324-unit Carnegie House co-op faces ground rent reset in 10 years, insiders say

Carnegie House at 100 West 57th Street (Photo credit: Google)
Carnegie House at 100 West 57th Street (Photo credit: Google)

David Werner, a Borough Park investor who has wowed New York City with a series of big buys this year, partnered with Rubin Schron and the Cohen family to pay $285 million for the land under 100 West 57th Street, sources told The Real Deal. The 324-unit Carnegie House cooperative building is the ground tenant on the property.

A person close to the deal said the investment group closed yesterday on the purchase of the property, which is located at the corner of Sixth Avenue and 57th Street.

This is the third major acquisition by David Werner this year.
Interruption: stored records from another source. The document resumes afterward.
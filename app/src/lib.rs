//! # EcoPickup OTP terminal client
//!
//! Wires configuration, logging and the infrastructure adapters into a
//! [`ep_core::VerificationFlow`] and drives it from line-based commands.

pub mod cli;
pub mod commands;
pub mod logging;
pub mod runner;

pub use cli::Args;
pub use commands::{Command, CommandError};
pub use runner::{render_status, run_session, SessionEnd};
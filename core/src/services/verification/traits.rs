//! Traits for the backend, session storage and timer integration

use async_trait::async_trait;

use crate::domain::entities::session::SessionToken;
use crate::domain::value_objects::otp_dispatch::{OtpDispatch, VerifyResponse};
use crate::errors::ApiFailure;

/// Backend OTP endpoints
///
/// Every call carries the session token as a bearer credential.
#[async_trait]
pub trait OtpApiTrait: Send + Sync {
    /// Deliver a first code for this session
    async fn send_otp(&self, token: &SessionToken) -> Result<OtpDispatch, ApiFailure>;
    /// Deliver a new code, consuming one unit of the server's resend budget
    async fn resend_otp(&self, token: &SessionToken) -> Result<OtpDispatch, ApiFailure>;
    /// Submit the six-digit code
    async fn verify_otp(&self, token: &SessionToken, code: &str)
        -> Result<VerifyResponse, ApiFailure>;
}

/// Persistent key-value storage for the session
#[async_trait]
pub trait SessionStoreTrait: Send + Sync {
    /// Read the stored session token, if any
    async fn load_token(&self) -> Result<Option<SessionToken>, String>;
    /// Persist the session token
    async fn save_token(&self, token: &SessionToken) -> Result<(), String>;
    /// Whether a previous screen asked for a resend instead of a first send
    async fn pending_resend(&self) -> Result<bool, String>;
    /// Set or clear the pending-resend marker
    async fn set_pending_resend(&self, pending: bool) -> Result<(), String>;
}

/// Receiver of one-second scheduler ticks
pub trait TickTarget: Send + Sync {
    /// Advance by one tick
    ///
    /// # Returns
    ///
    /// `false` once the target no longer wants ticks
    fn tick(&self) -> bool;
}
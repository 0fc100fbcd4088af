//! Configuration for the verification flow

use ep_shared::{AppConfig, Language, OtpConfig, DEFAULT_VERIFY_SUCCESS_MESSAGE};

use crate::domain::entities::resend_throttle::{COOLDOWN_SECONDS, DEFAULT_RESEND_BUDGET};

/// Configuration for the verification flow
#[derive(Debug, Clone)]
pub struct VerificationFlowConfig {
    /// Seconds of cooldown after every successful send or resend
    pub cooldown_seconds: u32,
    /// Resend budget used until the server reports one
    pub default_resend_budget: u32,
    /// Message that marks a verify response as successful when the backend
    /// sends no structured flag
    pub success_message: String,
    /// Language of locally generated notices
    pub language: Language,
}

impl Default for VerificationFlowConfig {
    fn default() -> Self {
        Self {
            cooldown_seconds: COOLDOWN_SECONDS,
            default_resend_budget: DEFAULT_RESEND_BUDGET,
            success_message: DEFAULT_VERIFY_SUCCESS_MESSAGE.to_string(),
            language: Language::default(),
        }
    }
}

impl VerificationFlowConfig {
    pub fn from_otp_config(otp: &OtpConfig, language: Language) -> Self {
        Self {
            cooldown_seconds: otp.cooldown_seconds,
            default_resend_budget: otp.default_resend_budget,
            success_message: otp.verify_success_message.clone(),
            language,
        }
    }

    pub fn from_app_config(config: &AppConfig) -> Self {
        Self::from_otp_config(&config.otp, config.language)
    }
}
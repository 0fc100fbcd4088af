//! Domain entities of the OTP verification flow.

pub mod otp_input;
pub mod resend_throttle;
pub mod session;

// Re-export commonly used types
pub use otp_input::{OtpInput, CODE_LENGTH};
pub use resend_throttle::{ResendThrottle, ThrottleState, COOLDOWN_SECONDS, DEFAULT_RESEND_BUDGET};
pub use session::{SessionContext, SessionToken};
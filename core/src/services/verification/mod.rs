//! OTP verification flow
//!
//! This module sequences the three backend calls of an email/phone
//! verification session:
//! - the initial send (or resend, when a previous screen left a pending
//!   marker) fired once when the flow starts
//! - user-initiated resends, throttled by a cooldown and a server budget
//! - verification of the six assembled digits, guarded against duplicate
//!   submissions

mod config;
mod flow;
mod traits;
mod types;

#[cfg(test)]
mod tests;

pub use config::VerificationFlowConfig;
pub use flow::VerificationFlow;
pub use traits::{OtpApiTrait, SessionStoreTrait, TickTarget};
pub use types::{FlowOutcome, FlowPhase, FlowSnapshot};
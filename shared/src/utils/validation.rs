//! Input validation and masking helpers

use once_cell::sync::Lazy;
use regex::Regex;

/// Number of digits in a verification code
pub const OTP_LENGTH: usize = 6;

static OTP_CODE: Lazy<Regex> = Lazy::new(|| Regex::new(r"^[0-9]{6}$").unwrap());

/// Check that a string is a single ASCII digit
pub fn is_otp_digit(value: &str) -> bool {
    let mut chars = value.chars();
    matches!((chars.next(), chars.next()), (Some(c), None) if c.is_ascii_digit())
}

/// Check that a code is exactly six ASCII digits
pub fn is_valid_otp_code(code: &str) -> bool {
    OTP_CODE.is_match(code)
}

/// Mask a secret for logging, keeping only the last four characters
pub fn mask_secret(secret: &str) -> String {
    let count = secret.chars().count();
    if count <= 4 {
        return "*".repeat(count);
    }
    let visible: String = secret.chars().skip(count - 4).collect();
    format!("{}{}", "*".repeat(count - 4), visible)
}

#[cfg(test)]
mod tests {
    use super::*;

    #[test]
    fn test_is_otp_digit() {
        assert!(is_otp_digit("0"));
        assert!(is_otp_digit("9"));
        assert!(!is_otp_digit(""));
        assert!(!is_otp_digit("12"));
        assert!(!is_otp_digit("a"));
        assert!(!is_otp_digit("٣"));
    }

    #[test]
    fn test_is_valid_otp_code() {
        assert!(is_valid_otp_code("123456"));
        assert!(is_valid_otp_code("000000"));
        assert!(!is_valid_otp_code("12345"));
        assert!(!is_valid_otp_code("1234567"));
        assert!(!is_valid_otp_code("12a456"));
        assert!(!is_valid_otp_code(" 123456"));
    }

    #[test]
    fn test_mask_secret() {
        assert_eq!(mask_secret("abcdefgh"), "****efgh");
        assert_eq!(mask_secret("abc"), "***");
        assert_eq!(mask_secret(""), "");
    }
}
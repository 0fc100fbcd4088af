//! Periodic tick delivery for cooldown countdowns

mod cooldown_timer;

pub use cooldown_timer::{CooldownTimer, DEFAULT_TICK_INTERVAL};
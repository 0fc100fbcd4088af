//! Parsed responses of the OTP endpoints.

use chrono::{DateTime, Utc};
use serde::Serialize;

/// Which delivery endpoint produced a dispatch
#[derive(Debug, Clone, Copy, PartialEq, Eq, Serialize)]
#[serde(rename_all = "snake_case")]
pub enum DispatchKind {
    Send,
    Resend,
}

impl DispatchKind {
    pub fn as_str(&self) -> &'static str {
        match self {
            DispatchKind::Send => "send",
            DispatchKind::Resend => "resend",
        }
    }
}

/// Result of a successful send or resend call
#[derive(Debug, Clone, PartialEq, Eq, Serialize)]
pub struct OtpDispatch {
    /// Message shown to the user, e.g. "Kode OTP telah dikirim"
    pub message: String,
    /// When the delivered code stops being accepted
    pub expires_at: Option<DateTime<Utc>>,
    /// Resends left in this session, when the server reports it
    pub remaining_resend: Option<u32>,
    /// Earliest time the server accepts another resend
    pub next_resend_available: Option<DateTime<Utc>>,
}

impl OtpDispatch {
    pub fn new(message: impl Into<String>) -> Self {
        Self {
            message: message.into(),
            expires_at: None,
            remaining_resend: None,
            next_resend_available: None,
        }
    }

    pub fn with_expires_at(mut self, expires_at: DateTime<Utc>) -> Self {
        self.expires_at = Some(expires_at);
        self
    }

    pub fn with_remaining_resend(mut self, remaining: u32) -> Self {
        self.remaining_resend = Some(remaining);
        self
    }
}

/// Body of a verify response that reached the client
#[derive(Debug, Clone, PartialEq, Default, Serialize)]
pub struct VerifyResponse {
    pub message: Option<String>,
    /// Structured outcome flag, when the backend sends one
    pub success: Option<bool>,
    /// User profile returned on success; consumed by other screens
    pub profile: Option<serde_json::Value>,
}

impl VerifyResponse {
    pub fn with_message(message: impl Into<String>) -> Self {
        Self {
            message: Some(message.into()),
            ..Default::default()
        }
    }
}
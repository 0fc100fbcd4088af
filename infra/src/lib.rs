//! # Infrastructure Layer
//!
//! Concrete implementations of the collaborators the OTP flow depends on.
//!
//! ## Architecture
//!
//! - **HTTP**: `reqwest` client for the backend OTP endpoints
//! - **Session**: persistent (JSON file) and in-memory session stores
//! - **Timer**: tokio task delivering one-second ticks to a flow

// Re-export core types for convenience
pub use ep_core::errors::*;

/// Backend HTTP client
pub mod http;

/// Session token and pending-resend marker storage
pub mod session;

/// Cooldown tick scheduling
pub mod timer;

pub use http::HttpOtpApi;
pub use session::{FileSessionStore, MemorySessionStore};
pub use timer::{CooldownTimer, DEFAULT_TICK_INTERVAL};

/// Infrastructure-specific error types
#[derive(Debug, thiserror::Error)]
pub enum InfrastructureError {
    /// HTTP client construction or request error
    #[error("HTTP request error: {0}")]
    Http(#[from] reqwest::Error),

    /// Session file could not be read or written
    #[error("Storage error: {0}")]
    Io(#[from] std::io::Error),

    /// Session file contents could not be (de)serialized
    #[error("Serialization error: {0}")]
    Serialization(#[from] serde_json::Error),

    /// Configuration error
    #[error("Configuration error: {0}")]
    Config(String),
}
//! # EcoPickup Core
//!
//! Client-side core of the EcoPickup mobile app: the OTP verification flow.
//! This crate contains the domain entities (OTP input slots, resend throttle,
//! session context), the collaborator traits for the backend and session
//! storage, and the verification flow coordinator that sequences the send,
//! resend and verify calls.

pub mod domain;
pub mod errors;
pub mod services;

// Re-export commonly used types for convenience
pub use domain::*;
pub use errors::*;
pub use services::*;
He purchased 5 Times Square for $1.5 billion and the leasehold for the Mobil Building at 150 East 42nd Street, for $855 million. Werner, Schron and the Cohen family’s Carlton Associates did not immediately respond to requests for comment.

Insiders expect to see more pricey sales of land under co-op buildings with resets looming.

In fact, the sale is being mirrored nearby with the marketing of the ground under the Trump Plaza at 167 East 61st Street, which has a rent reset in 2024. Eastdil Secured brokers Doug Harmon and Adam Spies have that listing.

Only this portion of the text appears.